High-frequency transverse combustion instabilities of lean-premixed multislit hydrogen-air flames

The present experimental investigation is concerned with combustion dynamics of lean-premixed multislit hydrogen-air flames, with the aim of addressing some of the central technical problems associated with the development of low-emission carbon-free gas turbine combustion technology. To mitigate flashback risk in relatively fast premixed hydrogen flames, we use a multislit injector assembly with a slit width of 1.5 mm, of the same order of magnitude as the characteristic thickness of lean-premixed hydrogen flames. This new perspective on the characteristic nozzle dimension makes it possible to scrutinize the dynamics of multisheet hydrogen flames under extreme conditions. We carry out extensive measurements of self-excited pressure oscillations over a broad range of operating conditions between 30 and 100 kW thermal power. The experimental datasets are analyzed using the acoustic wave decomposition method, low-order thermoacoustic network modeling, and FEM-based three-dimensional Helmholtz simulations. We show that lean-premixed multislit hydrogen flames - unlike the multi-element hydrogen-air flame ensembles considered in our earlier investigations - undergo strong high-frequency pressure oscillations between 3.1 and 3.5 kHz in excess of 25 kPa, originating from the triggering of the first tangential mode of the combustion chamber. Whereas the frequency of the first tangential mode is well defined by the square root dependence of adiabatic flame temperature, the magnitude of pressure fluctuations is observed to be intensified exponentially with increasing flame temperature up to 2200 K. We demonstrate that the transverse mode is characterized by high-amplitude spinning modes in the clockwise direction under relatively short combustor length conditions, discontinuously switching to counter-clockwise spinning modes at relatively long combustor length, and eventually transitioning to a moderate standing wave mode at the same resonant frequency.
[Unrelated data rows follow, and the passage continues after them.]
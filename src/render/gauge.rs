//! Semicircular gauge: arc fill length and severity color for a percentage.

use crate::render::canvas::Glow;
use crate::render::color::{palette, Color};
use crate::render::target::{ArcElement, TextElement};
use serde::Serialize;
use std::f64::consts::PI;

pub const ARC_RADIUS: f64 = 80.0;
/// Length of the half circle, π·r.
pub const ARC_LEN: f64 = PI * ARC_RADIUS;
pub const GLOW_BLUR: f64 = 6.0;
const GLOW_ALPHA: u8 = 0x80;

pub const DEFAULT_WARN: f64 = 85.0;
pub const DEFAULT_CRIT: f64 = 95.0;

#[derive(Clone, Copy, Debug, PartialEq, Serialize)]
pub struct Thresholds {
    pub warn: f64,
    pub crit: f64,
}

impl Default for Thresholds {
    fn default() -> Self {
        Self {
            warn: DEFAULT_WARN,
            crit: DEFAULT_CRIT,
        }
    }
}

#[derive(Clone, Copy, Debug, PartialEq, Eq, Serialize)]
#[serde(rename_all = "lowercase")]
pub enum Severity {
    Normal,
    Warn,
    Crit,
}

impl Thresholds {
    /// Each boundary belongs to the higher severity.
    pub fn classify(&self, pct: f64) -> Severity {
        if pct >= self.crit {
            Severity::Crit
        } else if pct >= self.warn {
            Severity::Warn
        } else {
            Severity::Normal
        }
    }
}

#[derive(Clone, Copy, Debug)]
pub struct GaugeStyle {
    /// Color used below the warn threshold.
    pub identity: Color,
    pub thresholds: Thresholds,
}

impl GaugeStyle {
    pub fn new(identity: Color) -> Self {
        Self {
            identity,
            thresholds: Thresholds::default(),
        }
    }

    pub fn with_thresholds(mut self, thresholds: Thresholds) -> Self {
        self.thresholds = thresholds;
        self
    }

    pub fn reading(&self, pct: f64) -> GaugeReading {
        let severity = self.thresholds.classify(pct);
        let color = match severity {
            Severity::Crit => palette::CRIT_RED,
            Severity::Warn => palette::WARN_AMBER,
            Severity::Normal => self.identity,
        };
        GaugeReading {
            fill: pct / 100.0 * ARC_LEN,
            severity,
            color,
            label: format!("{pct:.1}%"),
        }
    }
}

/// Everything a gauge shows for one value.
#[derive(Clone, Debug, PartialEq, Serialize)]
pub struct GaugeReading {
    pub fill: f64,
    pub severity: Severity,
    pub color: Color,
    pub label: String,
}

impl GaugeReading {
    /// Dash pattern: visible fill, then a gap long enough to hide the rest.
    pub fn dash(&self) -> [f64; 2] {
        [self.fill, ARC_LEN]
    }

    pub fn glow(&self) -> Glow {
        Glow {
            color: self.color.with_alpha(GLOW_ALPHA),
            blur: GLOW_BLUR,
        }
    }
}

/// Writes `pct` into a gauge's arc and label.
///
/// Layouts may omit a gauge; if either slot is absent nothing is touched.
pub fn render_gauge(
    arc: Option<&mut ArcElement>,
    label: Option<&mut TextElement>,
    pct: f64,
    style: &GaugeStyle,
) {
    let (Some(arc), Some(label)) = (arc, label) else {
        return;
    };
    let reading = style.reading(pct);
    arc.dash = Some(reading.dash());
    arc.stroke = Some(reading.color);
    arc.glow = Some(reading.glow());
    label.set(reading.label);
}

/// SVG for a gauge: dim track plus the filled arc from `arc`.
pub fn gauge_svg(arc: &ArcElement, label: Option<&TextElement>) -> String {
    const PATH: &str = "M20,100 A80,80 0 0 1 180,100";
    let track = format!(
        r##"<path d="{PATH}" fill="none" stroke="#1c2740" stroke-width="12" stroke-linecap="round"/>"##
    );
    let fill = match (arc.dash, arc.stroke) {
        (Some([fill, gap]), Some(stroke)) => {
            let filter = match arc.glow {
                Some(g) => format!(
                    r#" style="filter: drop-shadow(0 0 {}px {})""#,
                    g.blur, g.color
                ),
                None => String::new(),
            };
            format!(
                r#"<path d="{PATH}" fill="none" stroke="{stroke}" stroke-width="12" stroke-linecap="round" stroke-dasharray="{fill:.2} {gap:.2}"{filter}/>"#
            )
        }
        _ => String::new(),
    };
    let text = label
        .map(|l| {
            format!(
                r##"<text x="100" y="95" text-anchor="middle" font-family="monospace" font-size="22" fill="#e5e7eb">{}</text>"##,
                l.text
            )
        })
        .unwrap_or_default();
    format!(
        r#"<svg xmlns="http://www.w3.org/2000/svg" width="200" height="110" viewBox="0 0 200 110">{track}{fill}{text}</svg>"#
    )
}

#[cfg(test)]
mod tests {
    use super::*;

    const EPS: f64 = 1e-2;

    fn cpu() -> GaugeStyle {
        GaugeStyle::new(palette::CPU_GREEN)
    }

    #[test]
    fn threshold_boundaries_take_higher_severity() {
        let style = cpu();
        assert_eq!(style.reading(84.9).color, palette::CPU_GREEN);
        assert_eq!(style.reading(85.0).color, palette::WARN_AMBER);
        assert_eq!(style.reading(94.9).color, palette::WARN_AMBER);
        assert_eq!(style.reading(95.0).color, palette::CRIT_RED);
        assert_eq!(style.reading(95.0).severity, Severity::Crit);
    }

    #[test]
    fn identity_color_is_per_gauge() {
        let ram = GaugeStyle::new(palette::RAM_BLUE);
        assert_eq!(ram.reading(10.0).color, palette::RAM_BLUE);
        assert_eq!(ram.reading(90.0).color, palette::WARN_AMBER);
    }

    #[test]
    fn arc_fill_is_proportional() {
        let style = cpu();
        assert!((style.reading(50.0).fill - 125.66).abs() < EPS);
        assert!((style.reading(100.0).fill - 251.33).abs() < EPS);
        assert_eq!(style.reading(0.0).fill, 0.0);
        assert_eq!(style.reading(50.0).dash()[1], ARC_LEN);
    }

    #[test]
    fn label_has_one_decimal() {
        assert_eq!(cpu().reading(42.26).label, "42.3%");
        assert_eq!(cpu().reading(7.0).label, "7.0%");
    }

    #[test]
    fn custom_thresholds() {
        let style = cpu().with_thresholds(Thresholds {
            warn: 50.0,
            crit: 70.0,
        });
        assert_eq!(style.reading(60.0).severity, Severity::Warn);
        assert_eq!(style.reading(70.0).severity, Severity::Crit);
    }

    #[test]
    fn writes_arc_and_label() {
        let mut arc = ArcElement::default();
        let mut label = TextElement::default();
        render_gauge(Some(&mut arc), Some(&mut label), 96.0, &cpu());
        assert_eq!(arc.stroke, Some(palette::CRIT_RED));
        assert_eq!(arc.glow.unwrap().color, palette::CRIT_RED.with_alpha(0x80));
        assert_eq!(label.text, "96.0%");
    }

    #[test]
    fn missing_slot_is_a_no_op() {
        let mut arc = ArcElement::default();
        let mut label = TextElement::default();
        render_gauge(Some(&mut arc), None, 50.0, &cpu());
        render_gauge(None, Some(&mut label), 50.0, &cpu());
        assert_eq!(arc, ArcElement::default());
        assert_eq!(label, TextElement::default());
    }

    #[test]
    fn svg_carries_dash_pattern() {
        let mut arc = ArcElement::default();
        let mut label = TextElement::default();
        render_gauge(Some(&mut arc), Some(&mut label), 50.0, &cpu());
        let svg = gauge_svg(&arc, Some(&label));
        assert!(svg.contains(r#"stroke-dasharray="125.66 251.33""#));
        assert!(svg.contains("50.0%"));
    }
}
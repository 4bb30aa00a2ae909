use chrono::{DateTime, Local, TimeZone};
use serde::Serialize;
use std::time::{Duration, Instant};

/// Wall clock, date and session uptime text.
#[derive(Clone, Debug, PartialEq, Eq, Serialize)]
pub struct ClockReadout {
    pub time: String,
    pub date: String,
    pub uptime: String,
}

#[derive(Clone, Copy, Debug)]
pub struct Clock {
    started: Instant,
}

impl Clock {
    pub fn start() -> Self {
        Self {
            started: Instant::now(),
        }
    }

    pub fn readout(&self) -> ClockReadout {
        readout_at(&Local::now(), self.started.elapsed())
    }
}

pub fn readout_at<Tz: TimeZone>(now: &DateTime<Tz>, uptime: Duration) -> ClockReadout
where
    Tz::Offset: std::fmt::Display,
{
    ClockReadout {
        time: now.format("%H:%M:%S").to_string(),
        date: now.format("%a, %b %-d, %Y").to_string().to_uppercase(),
        uptime: format_uptime(uptime),
    }
}

/// `HH:MM:SS`; hours keep growing past 99.
pub fn format_uptime(elapsed: Duration) -> String {
    let secs = elapsed.as_secs();
    format!("{:02}:{:02}:{:02}", secs / 3600, (secs % 3600) / 60, secs % 60)
}

#[cfg(test)]
mod tests {
    use super::*;
    use chrono::Utc;

    #[test]
    fn formats_clock_and_date() {
        let now = Utc.with_ymd_and_hms(2026, 10, 16, 9, 5, 7).unwrap();
        let r = readout_at(&now, Duration::from_secs(3_725));
        assert_eq!(r.time, "09:05:07");
        assert_eq!(r.date, "FRI, OCT 16, 2026");
        assert_eq!(r.uptime, "01:02:05");
    }

    #[test]
    fn uptime_hours_do_not_wrap() {
        assert_eq!(format_uptime(Duration::from_secs(100 * 3600 + 59)), "100:00:59");
        assert_eq!(format_uptime(Duration::ZERO), "00:00:00");
    }
}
These observations demonstrate the previously unidentified complex modal dynamics induced by lean-premixed multislit hydrogen-air flames of nozzle dimension comparable to the characteristic length scale of the flame. (c) 2021 The Combustion Institute. Published by Elsevier Inc. All rights reserved.

Automated summary

The experimental investigation focuses on the combustion dynamics of lean-premixed multislit hydrogen-air flames, revealing complex modal dynamics under high-frequency pressure oscillations. The study demonstrates that pressure fluctuations intensify exponentially with increasing flame temperature, showcasing previously unidentified dynamics induced by lean-premixed multislit hydrogen-air flames.